Untapped energy source fuels a paradox.

By MICHAEL RICHARDSON, Thursday, Sept. 25, 2008, The Japan Times.
SINGAPORE — Ice that burns? It sounds like a magician’s trick. So do some of the exotic names given to gas hydrate — “flammable sorbet,” “crystal gas” and “burning ice.” But recent scientific surveys and test drilling in Asia and elsewhere have proven that this substance exists in massive, potentially recoverable quantities and that it could be an important commercial energy source for the future.

Indeed, some of the world’s biggest economies and energy users, including the United States, Japan, China, India, South Korea and Canada, are racing to develop production techniques and equipment to tap gas hydrate and bring it to market within the next decade. For all of them, except energy self-sufficient Canada, the ability to tap new domestic sources of natural gas offers the prospect of substantially reducing dependence on expensive gas imports.

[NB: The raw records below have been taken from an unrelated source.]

//! Observability events: fire-and-forget notifications from the agent loop.
//!
//! Components report what happened through an [`EventSink`]. Sinks never
//! fail the caller: a sink that cannot deliver an event drops it.

use chrono::{DateTime, Utc};
use serde::{Deserialize, Serialize};
use serde_json::Value;
use std::sync::{Arc, Mutex};
use tokio::sync::broadcast;

/// Names of the events emitted by the orchestration core.
pub mod names {
    pub const AGENT_START: &str = "AGENT_START";
    pub const AGENT_RESULT: &str = "AGENT_RESULT";
    pub const AGENT_CANCELLED: &str = "AGENT_CANCELLED";
    pub const AGENT_TOOL_CALL: &str = "AGENT_TOOL_CALL";
    pub const AGENT_STEP_DETAIL: &str = "AGENT_STEP_DETAIL";
    pub const AGENT_VALIDATION_ERROR: &str = "AGENT_VALIDATION_ERROR";
    pub const AGENT_TOOL_STREAM_ERROR: &str = "AGENT_TOOL_STREAM_ERROR";
    pub const AGENT_STEP_STREAM_ERROR: &str = "AGENT_STEP_STREAM_ERROR";
    pub const LLM_CONTEXT_TRIMMED: &str = "LLM_CONTEXT_TRIMMED";
    pub const LLM_TOOL_ARGUMENTS_RECOVERED: &str = "LLM_TOOL_ARGUMENTS_RECOVERED";
    pub const LLM_TOOL_ARGUMENTS_INVALID: &str = "LLM_TOOL_ARGUMENTS_INVALID";
    pub const MCP_SCHEMA_ERROR: &str = "MCP_SCHEMA_ERROR";
    pub const ERROR: &str = "ERROR";
}

/// Trimmed `text` cut to `limit` characters, the last one an ellipsis.
///
/// Every preview placed into an event payload goes through here.
pub fn preview(text: &str, limit: usize) -> String {
    let snippet = text.trim();
    if snippet.chars().count() <= limit {
        return snippet.to_string();
    }
    let mut cut: String = snippet.chars().take(limit.saturating_sub(1)).collect();
    cut.push('…');
    cut
}

/// Receiver of observability events.
pub trait EventSink: Send + Sync {
    /// Record a named event.
    fn log_event(&self, name: &str, payload: Value);

    /// Record a bulky diagnostic payload (request snapshots and the like).
    fn log_debug_payload(&self, name: &str, payload: Value);
}

/// One recorded event.
#[derive(Debug, Clone, PartialEq, Serialize, Deserialize)]
pub struct AgentEvent {
    pub name: String,
    pub payload: Value,
    /// Whether this came through `log_debug_payload`
    #[serde(default)]
    pub debug: bool,
    pub timestamp: DateTime<Utc>,
}

impl AgentEvent {
    fn new(name: &str, payload: Value, debug: bool) -> Self {
        Self {
            name: name.to_string(),
            payload,
            debug,
            timestamp: Utc::now(),
        }
    }
}

/// Forwards events to `tracing` under the `taskloop::events` target.
#[derive(Debug, Clone, Copy, Default)]
pub struct TracingSink;

impl EventSink for TracingSink {
    fn log_event(&self, name: &str, payload: Value) {
        tracing::info!(target: "taskloop::events", event = %name, payload = %payload);
    }

    fn log_debug_payload(&self, name: &str, payload: Value) {
        tracing::debug!(target: "taskloop::events", event = %name, payload = %payload);
    }
}

/// A broadcast-based event bus.
///
/// Uses `tokio::sync::broadcast` for multi-consumer pub/sub. Subscribers
/// that fall behind lose the oldest events.
pub struct EventBus {
    sender: broadcast::Sender<Arc<AgentEvent>>,
}

impl EventBus {
    /// Create a new event bus with the given capacity.
    pub fn new(capacity: usize) -> Self {
        let (sender, _) = broadcast::channel(capacity);
        Self { sender }
    }

    /// Publish an event to all subscribers.
    pub fn publish(&self, event: AgentEvent) {
        // No subscribers is fine
        let _ = self.sender.send(Arc::new(event));
    }

    /// Subscribe to receive events.
    pub fn subscribe(&self) -> broadcast::Receiver<Arc<AgentEvent>> {
        self.sender.subscribe()
    }
}

impl Default for EventBus {
    fn default() -> Self {
        Self::new(256)
    }
}

impl EventSink for EventBus {
    fn log_event(&self, name: &str, payload: Value) {
        self.publish(AgentEvent::new(name, payload, false));
    }

    fn log_debug_payload(&self, name: &str, payload: Value) {
        self.publish(AgentEvent::new(name, payload, true));
    }
}

/// Keeps every event in memory. Handy for tests and for embedding hosts
/// that render a run's event log after the fact.
#[derive(Debug, Default)]
pub struct MemorySink {
    events: Mutex<Vec<AgentEvent>>,
}

impl MemorySink {
    pub fn new() -> Self {
        Self::default()
    }

    pub fn events(&self) -> Vec<AgentEvent> {
        self.events.lock().map(|e| e.clone()).unwrap_or_default()
    }

    /// Events with the given name, in emission order.
    pub fn named(&self, name: &str) -> Vec<AgentEvent> {
        self.events()
            .into_iter()
            .filter(|e| e.name == name)
            .collect()
    }

    fn push(&self, event: AgentEvent) {
        if let Ok(mut events) = self.events.lock() {
            events.push(event);
        }
    }
}

impl EventSink for MemorySink {
    fn log_event(&self, name: &str, payload: Value) {
        self.push(AgentEvent::new(name, payload, false));
    }

    fn log_debug_payload(&self, name: &str, payload: Value) {
        self.push(AgentEvent::new(name, payload, true));
    }
}

#[cfg(test)]
mod tests {
    use super::*;

    #[test]
    fn preview_trims_and_cuts_with_ellipsis() {
        assert_eq!(preview("  short \n", 10), "short");
        let cut = preview(&"é".repeat(50), 10);
        assert_eq!(cut.chars().count(), 10);
        assert!(cut.ends_with('…'));
        assert!(cut.starts_with("ééé"));
    }
    use serde_json::json;

    #[tokio::test]
    async fn event_bus_publish_subscribe() {
        let bus = EventBus::new(16);
        let mut rx = bus.subscribe();

        bus.log_event(names::AGENT_TOOL_CALL, json!({"tool_name": "get_requirement"}));

        let event = rx.recv().await.unwrap();
        assert_eq!(event.name, names::AGENT_TOOL_CALL);
        assert_eq!(event.payload["tool_name"], "get_requirement");
        assert!(!event.debug);
    }

    #[test]
    fn event_bus_no_subscribers_doesnt_panic() {
        let bus = EventBus::new(16);
        bus.log_debug_payload(names::AGENT_STEP_DETAIL, json!({"step": 1}));
    }

    #[test]
    fn memory_sink_filters_by_name() {
        let sink = MemorySink::new();
        sink.log_event(names::AGENT_START, json!({}));
        sink.log_event(names::ERROR, json!({"code": "X"}));
        sink.log_debug_payload(names::AGENT_STEP_DETAIL, json!({}));

        assert_eq!(sink.events().len(), 3);
        let errors = sink.named(names::ERROR);
        assert_eq!(errors.len(), 1);
        assert_eq!(errors[0].payload["code"], "X");
        assert!(sink.named(names::AGENT_STEP_DETAIL)[0].debug);
    }
}
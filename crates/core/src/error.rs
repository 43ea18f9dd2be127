//! Error types for the taskloop domain.
//!
//! Uses `thiserror` for ergonomic error definitions. Each bounded context
//! has its own enum; anything that crosses into a conversation turn or a run
//! result is flattened into an [`ErrorPayload`].

use serde::{Deserialize, Serialize};
use thiserror::Error;

/// Structured error codes carried by [`ErrorPayload`].
pub struct ErrorCode;

impl ErrorCode {
    pub const VALIDATION_ERROR: &'static str = "VALIDATION_ERROR";
    pub const CONFLICT: &'static str = "CONFLICT";
    pub const NOT_FOUND: &'static str = "NOT_FOUND";
    pub const UNAUTHORIZED: &'static str = "UNAUTHORIZED";
    pub const INTERNAL: &'static str = "INTERNAL";
    pub const PROTOCOL_ERROR: &'static str = "PROTOCOL_ERROR";
    pub const UNKNOWN: &'static str = "UNKNOWN";
    pub const CANCELLED_BY_USER: &'static str = "CANCELLED_BY_USER";
}

/// The `{code, message, details}` triple every failure is normalised into
/// before it is placed into a tool message or a run result.
#[derive(Debug, Clone, PartialEq, Serialize, Deserialize)]
pub struct ErrorPayload {
    pub code: String,
    pub message: String,
    #[serde(default, skip_serializing_if = "Option::is_none")]
    pub details: Option<serde_json::Map<String, serde_json::Value>>,
}

impl ErrorPayload {
    pub fn new(code: impl Into<String>, message: impl Into<String>) -> Self {
        Self {
            code: code.into(),
            message: message.into(),
            details: None,
        }
    }

    /// Attach one detail entry, creating the map on first use.
    pub fn with_detail(mut self, key: impl Into<String>, value: serde_json::Value) -> Self {
        self.details
            .get_or_insert_with(serde_json::Map::new)
            .insert(key.into(), value);
        self
    }

    /// Interpret an arbitrary tool-reported error object.
    ///
    /// Tool servers are loose about the shape: `code` may be missing in
    /// favour of `type`, and `message` may be absent entirely.
    pub fn from_value(value: &serde_json::Value) -> Self {
        let Some(map) = value.as_object() else {
            return Self::new(
                ErrorCode::UNKNOWN,
                "Tool returned failure without error payload",
            );
        };
        let code = map
            .get("code")
            .or_else(|| map.get("type"))
            .and_then(value_as_text)
            .unwrap_or_else(|| ErrorCode::UNKNOWN.to_string());
        let message = map
            .get("message")
            .and_then(value_as_text)
            .filter(|m| !m.is_empty())
            .unwrap_or_else(|| code.clone());
        let details = map.get("details").and_then(|d| d.as_object()).cloned();
        Self {
            code,
            message,
            details,
        }
    }

    pub fn to_value(&self) -> serde_json::Value {
        serde_json::to_value(self).unwrap_or(serde_json::Value::Null)
    }
}

fn value_as_text(value: &serde_json::Value) -> Option<String> {
    match value {
        serde_json::Value::Null => None,
        serde_json::Value::String(s) => Some(s.clone()),
        other => Some(other.to_string()),
    }
}

impl std::fmt::Display for ErrorPayload {
    fn fmt(&self, f: &mut std::fmt::Formatter<'_>) -> std::fmt::Result {
        write!(f, "{}: {}", self.code, self.message)
    }
}

/// Errors raised by an LLM or tool backend at the transport level.
#[derive(Debug, Clone, Error)]
pub enum GatewayError {
    #[error("API request failed: {message} (status: {status_code})")]
    Api { status_code: u16, message: String },

    #[error("Authentication failed: {0}")]
    Unauthorized(String),

    #[error("Resource not found: {0}")]
    NotFound(String),

    #[error("Backend not ready: {0}")]
    NotReady(String),

    #[error("Request timed out: {0}")]
    Timeout(String),

    #[error("Network error: {0}")]
    Network(String),

    /// A backend that already speaks the structured error shape.
    #[error("{0}")]
    Structured(ErrorPayload),
}

impl GatewayError {
    /// Short variant name used as `details.type` in error payloads.
    pub fn kind(&self) -> &'static str {
        match self {
            Self::Api { .. } => "ApiError",
            Self::Unauthorized(_) => "Unauthorized",
            Self::NotFound(_) => "NotFound",
            Self::NotReady(_) => "NotReady",
            Self::Timeout(_) => "Timeout",
            Self::Network(_) => "NetworkError",
            Self::Structured(_) => "StructuredError",
        }
    }

    /// Map this error onto the structured payload placed into results.
    pub fn to_payload(&self) -> ErrorPayload {
        let payload = match self {
            Self::Structured(payload) => return payload.clone(),
            Self::Unauthorized(msg) => ErrorPayload::new(ErrorCode::UNAUTHORIZED, msg.clone()),
            Self::NotFound(msg) => ErrorPayload::new(ErrorCode::NOT_FOUND, msg.clone()),
            Self::Api { status_code, .. } => ErrorPayload::new(ErrorCode::INTERNAL, self.to_string())
                .with_detail("status_code", serde_json::json!(status_code)),
            _ => ErrorPayload::new(ErrorCode::INTERNAL, self.to_string()),
        };
        payload.with_detail("type", serde_json::json!(self.kind()))
    }
}

/// Errors produced while executing a tool inside the in-process registry.
#[derive(Debug, Clone, Error)]
pub enum ToolError {
    #[error("Tool not found: {0}")]
    NotFound(String),

    #[error("Tool execution failed: {tool_name}: {reason}")]
    ExecutionFailed { tool_name: String, reason: String },

    #[error("Invalid tool arguments: {0}")]
    InvalidArguments(String),

    #[error("Operation declined by user: {0}")]
    Declined(String),
}

impl ToolError {
    pub fn to_payload(&self) -> ErrorPayload {
        let code = match self {
            Self::NotFound(_) => ErrorCode::NOT_FOUND,
            Self::ExecutionFailed { .. } => ErrorCode::INTERNAL,
            Self::InvalidArguments(_) => ErrorCode::VALIDATION_ERROR,
            Self::Declined(_) => ErrorCode::CANCELLED_BY_USER,
        };
        ErrorPayload::new(code, self.to_string())
    }
}

/// Violations of the append-only conversation invariants.
#[derive(Debug, Clone, PartialEq, Eq, Error)]
pub enum ConversationError {
    #[error("tool result {0} does not answer a call of the open assistant turn")]
    UnknownToolCall(String),

    #[error("tool call {0} was already answered")]
    DuplicateToolResult(String),

    #[error("previous tool batch is still open ({0} unanswered call(s))")]
    UnresolvedBatch(usize),

    #[error("expected a {expected} message, got {actual}")]
    WrongRole {
        expected: &'static str,
        actual: String,
    },
}

/// The run was cancelled through its cancellation token.
#[derive(Debug, Clone, Copy, PartialEq, Eq, Error)]
#[error("operation cancelled")]
pub struct OperationCancelled;
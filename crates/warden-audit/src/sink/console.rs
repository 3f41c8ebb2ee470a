// Copyright (c) 2025 Geoffrey Huntley <ghuntley@ghuntley.com>. All rights reserved.
// SPDX-License-Identifier: Proprietary

use std::sync::Arc;

use async_trait::async_trait;
use tracing::{info, warn};

use crate::error::AuditSinkError;
use crate::event::AccessLogEntry;
use crate::sink::AuditSink;

/// Emits each entry as a `tracing` event on the `warden::access` target.
#[derive(Debug, Default, Clone, Copy)]
pub struct ConsoleAuditSink;

impl ConsoleAuditSink {
	pub fn new() -> Self {
		Self
	}
}

#[async_trait]
impl AuditSink for ConsoleAuditSink {
	fn name(&self) -> &str {
		"console"
	}

	async fn write(&self, entry: Arc<AccessLogEntry>) -> Result<(), AuditSinkError> {
		let message = entry.message();
		if entry.can {
			info!(
				target: "warden::access",
				id = %entry.id,
				resource = %entry.resource,
				action = %entry.action,
				user_id = %entry.context.user_id,
				tenant_id = %entry.context.tenant_id,
				record_id = ?entry.record_id,
				field = ?entry.field,
				can = entry.can,
				"{message}"
			);
		} else {
			warn!(
				target: "warden::access",
				id = %entry.id,
				resource = %entry.resource,
				action = %entry.action,
				user_id = %entry.context.user_id,
				tenant_id = %entry.context.tenant_id,
				record_id = ?entry.record_id,
				field = ?entry.field,
				can = entry.can,
				reason = ?entry.reason,
				"{message}"
			);
		}
		Ok(())
	}
}
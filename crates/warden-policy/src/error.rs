// Copyright (c) 2025 Geoffrey Huntley <ghuntley@ghuntley.com>. All rights
// reserved. SPDX-License-Identifier: Proprietary

use std::path::PathBuf;

use thiserror::Error;

/// Raised by a native predicate that could not reach a decision.
///
/// This is a policy-authoring bug, not an access outcome, so the engine
/// propagates it instead of turning it into a denial.
#[derive(Error, Debug, Clone, PartialEq, Eq)]
#[error("{message}")]
pub struct PredicateError {
	message: String,
}

impl PredicateError {
	pub fn new(message: impl Into<String>) -> Self {
		Self {
			message: message.into(),
		}
	}

	pub fn message(&self) -> &str {
		&self.message
	}
}

#[derive(Error, Debug)]
pub enum PolicyError {
	#[error("condition for rule {resource}/{action} failed: {source}")]
	Predicate {
		resource: String,
		action: String,
		#[source]
		source: PredicateError,
	},

	#[error("failed to read rule file {path}: {source}")]
	FileRead {
		path: PathBuf,
		#[source]
		source: std::io::Error,
	},

	#[error("failed to parse TOML rules: {0}")]
	TomlParse(#[from] toml::de::Error),

	#[error("failed to parse JSON rules: {0}")]
	JsonParse(#[from] serde_json::Error),

	#[error("unsupported rule file format: {path} (expected .toml or .json)")]
	UnsupportedFormat { path: PathBuf },
}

Hydrate deposits up to several hundred meters thick are generally found in two places: on or beneath the deep ocean floor, or underground close to the Arctic permafrost layer, where high pressure and cold temperatures turn natural gas (methane, ethane and propane) into semi-solid form.

Gas hydrate looks like ordinary ice, although it is sometimes discolored. But when brought to the surface and allowed to warm, it can be lit with a match. It then burns with a soft orange flame. One cubic meter of gas hydrate releases as much as 164 cubic meters of natural gas, in which methane is usually the chief constituent.

While global estimates vary considerably, the U.S. government’s energy department says that the energy content of methane in hydrate form is “immense, possibly exceeding the combined energy content of all other known fossil fuels,” meaning coal, oil and conventional gas.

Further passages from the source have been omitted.